Exercise prompt: The records that follow are to be reproduced verbatim.

(Collected data entries)
*** Block opens ***
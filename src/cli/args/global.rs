//! Global CLI options shared across all commands

use crate::cli::{Cli, OutputFormat};

/// Global CLI options passed to all command handlers.
///
/// # Precedence
///
/// For most options, the precedence is: CLI flag > environment variable > config file > default.
/// This struct captures the CLI/env layer; config file defaults are resolved later in
/// `CommandContext`.
#[derive(Debug, Clone, Default)]
pub struct GlobalOptions {
    /// Output format (pretty, json)
    pub format: OutputFormat,

    /// Custom config file path (defaults to ~/.tarkov-search/config.yaml)
    pub config: Option<String>,

    /// Custom cache file path
    pub cache_file: Option<String>,

    /// Neither read nor write the cache
    pub no_cache: bool,

    /// Resolve URLs without launching a browser
    pub dry_run: bool,
}

impl GlobalOptions {
    /// Create GlobalOptions from a parsed CLI struct.
    pub fn from_cli(cli: &Cli) -> Self {
        Self {
            format: cli.format,
            config: cli.config.clone(),
            cache_file: cli.cache_file.clone(),
            no_cache: cli.no_cache,
            dry_run: cli.dry_run,
        }
    }

    /// Get config path as `Option<&str>`.
    pub fn config_ref(&self) -> Option<&str> {
        self.config.as_deref()
    }

    /// Get cache file override as `Option<&str>`.
    pub fn cache_file_ref(&self) -> Option<&str> {
        self.cache_file.as_deref()
    }
}
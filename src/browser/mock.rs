//! Recording browser launcher for testing
//!
//! Captures every URL instead of launching anything, and can be told to
//! fail so error propagation can be exercised.

use async_trait::async_trait;
use std::sync::Mutex;
use std::time::Instant;

use super::BrowserLauncher;
use crate::error::BrowserError;

/// Mock launcher.
///
/// # Example
/// ```ignore
/// let browser = Arc::new(RecordingBrowser::new());
/// searcher.search("Killa", None).await?;
/// assert_eq!(browser.opened().len(), 2);
/// ```
#[derive(Default)]
pub struct RecordingBrowser {
    opened: Mutex<Vec<(String, Instant)>>,
    fail: bool,
}

impl RecordingBrowser {
    pub fn new() -> Self {
        Self::default()
    }

    /// A launcher whose every open fails
    pub fn failing() -> Self {
        Self {
            opened: Mutex::new(Vec::new()),
            fail: true,
        }
    }

    /// URLs opened so far, in order
    pub fn opened(&self) -> Vec<String> {
        self.opened
            .lock()
            .unwrap()
            .iter()
            .map(|(url, _)| url.clone())
            .collect()
    }

    /// Time between the first and second open, if both happened
    pub fn gap(&self) -> Option<std::time::Duration> {
        let opened = self.opened.lock().unwrap();
        match opened.as_slice() {
            [(_, first), (_, second), ..] => Some(second.duration_since(*first)),
            _ => None,
        }
    }
}

#[async_trait]
impl BrowserLauncher for RecordingBrowser {
    async fn open(&self, url: &str) -> Result<(), BrowserError> {
        if self.fail {
            return Err(BrowserError::Spawn {
                url: url.to_string(),
                source: std::io::Error::new(std::io::ErrorKind::NotFound, "no browser available"),
            });
        }
        self.opened
            .lock()
            .unwrap()
            .push((url.to_string(), Instant::now()));
        Ok(())
    }
}
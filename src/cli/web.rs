//! Web interface command

use colored::Colorize;

use crate::cli::{CommandContext, GlobalOptions};
use crate::error::{Error, Result};
use crate::server::{self, AppState};

/// Start the local web interface and serve until interrupted.
///
/// `host` and `port` come from flags or environment and override the
/// `server` section of the config file.
pub async fn run(opts: &GlobalOptions, host: Option<&str>, port: Option<u16>) -> Result<()> {
    let ctx = CommandContext::new(opts)?;
    let host = host.unwrap_or(&ctx.config.server.host);
    let port = port.unwrap_or(ctx.config.server.port);

    let state = AppState {
        cache_path: ctx.search_cache_path()?,
        browser: ctx.browser()?,
        open_delay: ctx.open_delay(),
    };

    let listener = server::bind(host, port).await?;
    let addr = listener
        .local_addr()
        .map_err(|e| Error::Server(format!("failed to get local addr: {e}")))?;

    println!(
        "{} Tarkov Search server running at {}",
        "✓".green(),
        format!("http://{addr}").cyan().bold()
    );
    println!("{}", "Press Ctrl+C to stop".dimmed());

    server::serve(listener, state).await
}
//! Diagnostic sinks for search progress and cache warnings
//!
//! The cache store and the search orchestrator never write to the console
//! directly. They report through a [`DiagnosticSink`], so the CLI can render
//! coloured progress lines, the web server can log, and tests can capture.

use colored::Colorize;
use std::fmt;

use crate::search::Category;

/// Progress events emitted while a search runs
#[derive(Debug, Clone, PartialEq, Eq)]
pub enum SearchEvent<'a> {
    /// A still-valid cache entry was found for the query
    CacheHit { query: &'a str },
    /// The query was classified (or overridden) and URLs are being built
    Searching { query: &'a str, category: Category },
    /// A URL is about to be handed to the browser
    Opening { url: &'a str },
}

impl fmt::Display for SearchEvent<'_> {
    fn fmt(&self, f: &mut fmt::Formatter<'_>) -> fmt::Result {
        match self {
            SearchEvent::CacheHit { query } => {
                write!(f, "[Cache hit] Opening cached results for \"{}\"...", query)
            }
            SearchEvent::Searching { query, category } => {
                write!(f, "[{}] Searching for \"{}\"...", category.tag(), query)
            }
            SearchEvent::Opening { url } => write!(f, "Opening: {}", url),
        }
    }
}

/// Receiver for search events and best-effort warnings
pub trait DiagnosticSink: Send + Sync {
    fn event(&self, event: &SearchEvent<'_>);

    fn warn(&self, message: &str);
}

/// Console sink used by the CLI
pub struct ConsoleSink;

impl DiagnosticSink for ConsoleSink {
    fn event(&self, event: &SearchEvent<'_>) {
        match event {
            SearchEvent::CacheHit { query } => println!(
                "{} Opening cached results for \"{}\"...",
                "[Cache hit]".green(),
                query
            ),
            SearchEvent::Searching { query, category } => println!(
                "{} Searching for \"{}\"...",
                format!("[{}]", category.tag()).cyan().bold(),
                query
            ),
            SearchEvent::Opening { url } => println!("Opening: {}", url.underline()),
        }
    }

    fn warn(&self, message: &str) {
        log::warn!("{}", message);
    }
}

/// Sink that forwards everything to the `log` facade (web server)
pub struct LogSink;

impl DiagnosticSink for LogSink {
    fn event(&self, event: &SearchEvent<'_>) {
        log::info!("{}", event);
    }

    fn warn(&self, message: &str) {
        log::warn!("{}", message);
    }
}

/// Sink that records everything in memory
#[cfg(test)]
#[derive(Default)]
pub struct MemorySink {
    events: std::sync::Mutex<Vec<String>>,
    warnings: std::sync::Mutex<Vec<String>>,
}

#[cfg(test)]
impl MemorySink {
    pub fn events(&self) -> Vec<String> {
        self.events.lock().unwrap().clone()
    }

    pub fn warnings(&self) -> Vec<String> {
        self.warnings.lock().unwrap().clone()
    }
}

#[cfg(test)]
impl DiagnosticSink for MemorySink {
    fn event(&self, event: &SearchEvent<'_>) {
        self.events.lock().unwrap().push(event.to_string());
    }

    fn warn(&self, message: &str) {
        self.warnings.lock().unwrap().push(message.to_string());
    }
}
*** Block closes ***
Expected output:
filename src/cli/args/global.rs
//! Global CLI options shared across all commands

use crate::cli::{Cli, OutputFormat};

/// Global CLI options passed to all command handlers.
///
/// # Precedence
///
/// For most options, the precedence is: CLI flag > environment variable > config file > default.
/// This struct captures the CLI/env layer; config file defaults are resolved later in
/// `CommandContext`.
#[derive(Debug, Clone, Default)]
pub struct GlobalOptions {
    /// Output format (pretty, json)
    pub format: OutputFormat,

    /// Custom config file path (defaults to ~/.tarkov-search/config.yaml)
    pub config: Option<String>,

    /// Custom cache file path
    pub cache_file: Option<String>,

    /// Neither read nor write the cache
    pub no_cache: bool,

    /// Resolve URLs without launching a browser
    pub dry_run: bool,
}

impl GlobalOptions {
    /// Create GlobalOptions from a parsed CLI struct.
    pub fn from_cli(cli: &Cli) -> Self {
        Self {
            format: cli.format,
            config: cli.config.clone(),
            cache_file: cli.cache_file.clone(),
            no_cache: cli.no_cache,
            dry_run: cli.dry_run,
        }
    }

    /// Get config path as `Option<&str>`.
    pub fn config_ref(&self) -> Option<&str> {
        self.config.as_deref()
    }

    /// Get cache file override as `Option<&str>`.
    pub fn cache_file_ref(&self) -> Option<&str> {
        self.cache_file.as_deref()
    }
}
filename src/browser/mock.rs
//! Recording browser launcher for testing
//!
//! Captures every URL instead of launching anything, and can be told to
//! fail so error propagation can be exercised.

use async_trait::async_trait;
use std::sync::Mutex;
use std::time::Instant;

use super::BrowserLauncher;
use crate::error::BrowserError;

/// Mock launcher.
///
/// # Example
/// ```ignore
/// let browser = Arc::new(RecordingBrowser::new());
/// searcher.search("Killa", None).await?;
/// assert_eq!(browser.opened().len(), 2);
/// ```
#[derive(Default)]
pub struct RecordingBrowser {
    opened: Mutex<Vec<(String, Instant)>>,
    fail: bool,
}

impl RecordingBrowser {
    pub fn new() -> Self {
        Self::default()
    }

    /// A launcher whose every open fails
    pub fn failing() -> Self {
        Self {
            opened: Mutex::new(Vec::new()),
            fail: true,
        }
    }

    /// URLs opened so far, in order
    pub fn opened(&self) -> Vec<String> {
        self.opened
            .lock()
            .unwrap()
            .iter()
            .map(|(url, _)| url.clone())
            .collect()
    }

    /// Time between the first and second open, if both happened
    pub fn gap(&self) -> Option<std::time::Duration> {
        let opened = self.opened.lock().unwrap();
        match opened.as_slice() {
            [(_, first), (_, second), ..] => Some(second.duration_since(*first)),
            _ => None,
        }
    }
}

#[async_trait]
impl BrowserLauncher for RecordingBrowser {
    async fn open(&self, url: &str) -> Result<(), BrowserError> {
        if self.fail {
            return Err(BrowserError::Spawn {
                url: url.to_string(),
                source: std::io::Error::new(std::io::ErrorKind::NotFound, "no browser available"),
            });
        }
        self.opened
            .lock()
            .unwrap()
            .push((url.to_string(), Instant::now()));
        Ok(())
    }
}
filename src/cli/web.rs
//! Web interface command

use colored::Colorize;

use crate::cli::{CommandContext, GlobalOptions};
use crate::error::{Error, Result};
use crate::server::{self, AppState};

/// Start the local web interface and serve until interrupted.
///
/// `host` and `port` come from flags or environment and override the
/// `server` section of the config file.
pub async fn run(opts: &GlobalOptions, host: Option<&str>, port: Option<u16>) -> Result<()> {
    let ctx = CommandContext::new(opts)?;
    let host = host.unwrap_or(&ctx.config.server.host);
    let port = port.unwrap_or(ctx.config.server.port);

    let state = AppState {
        cache_path: ctx.search_cache_path()?,
        browser: ctx.browser()?,
        open_delay: ctx.open_delay(),
    };

    let listener = server::bind(host, port).await?;
    let addr = listener
        .local_addr()
        .map_err(|e| Error::Server(format!("failed to get local addr: {e}")))?;

    println!(
        "{} Tarkov Search server running at {}",
        "✓".green(),
        format!("http://{addr}").cyan().bold()
    );
    println!("{}", "Press Ctrl+C to stop".dimmed());

    server::serve(listener, state).await
}
//! Diagnostic sinks for search progress and cache warnings
//!
//! The cache store and the search orchestrator never write to the console
//! directly. They report through a [`DiagnosticSink`], so the CLI can render
//! coloured progress lines, the web server can log, and tests can capture.

use colored::Colorize;
use std::fmt;

use crate::search::Category;

/// Progress events emitted while a search runs
#[derive(Debug, Clone, PartialEq, Eq)]
pub enum SearchEvent<'a> {
    /// A still-valid cache entry was found for the query
    CacheHit { query: &'a str },
    /// The query was classified (or overridden) and URLs are being built
    Searching { query: &'a str, category: Category },
    /// A URL is about to be handed to the browser
    Opening { url: &'a str },
}

impl fmt::Display for SearchEvent<'_> {
    fn fmt(&self, f: &mut fmt::Formatter<'_>) -> fmt::Result {
        match self {
            SearchEvent::CacheHit { query } => {
                write!(f, "[Cache hit] Opening cached results for \"{}\"...", query)
            }
            SearchEvent::Searching { query, category } => {
                write!(f, "[{}] Searching for \"{}\"...", category.tag(), query)
            }
            SearchEvent::Opening { url } => write!(f, "Opening: {}", url),
        }
    }
}

/// Receiver for search events and best-effort warnings
pub trait DiagnosticSink: Send + Sync {
    fn event(&self, event: &SearchEvent<'_>);

    fn warn(&self, message: &str);
}

/// Console sink used by the CLI
pub struct ConsoleSink;

impl DiagnosticSink for ConsoleSink {
    fn event(&self, event: &SearchEvent<'_>) {
        match event {
            SearchEvent::CacheHit { query } => println!(
                "{} Opening cached results for \"{}\"...",
                "[Cache hit]".green(),
                query
            ),
            SearchEvent::Searching { query, category } => println!(
                "{} Searching for \"{}\"...",
                format!("[{}]", category.tag()).cyan().bold(),
                query
            ),
            SearchEvent::Opening { url } => println!("Opening: {}", url.underline()),
        }
    }

    fn warn(&self, message: &str) {
        log::warn!("{}", message);
    }
}

/// Sink that forwards everything to the `log` facade (web server)
pub struct LogSink;

impl DiagnosticSink for LogSink {
    fn event(&self, event: &SearchEvent<'_>) {
        log::info!("{}", event);
    }

    fn warn(&self, message: &str) {
        log::warn!("{}", message);
    }
}

/// Sink that records everything in memory
#[cfg(test)]
#[derive(Default)]
pub struct MemorySink {
    events: std::sync::Mutex<Vec<String>>,
    warnings: std::sync::Mutex<Vec<String>>,
}

#[cfg(test)]
impl MemorySink {
    pub fn events(&self) -> Vec<String> {
        self.events.lock().unwrap().clone()
    }

    pub fn warnings(&self) -> Vec<String> {
        self.warnings.lock().unwrap().clone()
    }
}

#[cfg(test)]
impl DiagnosticSink for MemorySink {
    fn event(&self, event: &SearchEvent<'_>) {
        self.events.lock().unwrap().push(event.to_string());
    }

    fn warn(&self, message: &str) {
        self.warnings.lock().unwrap().push(message.to_string());
    }
}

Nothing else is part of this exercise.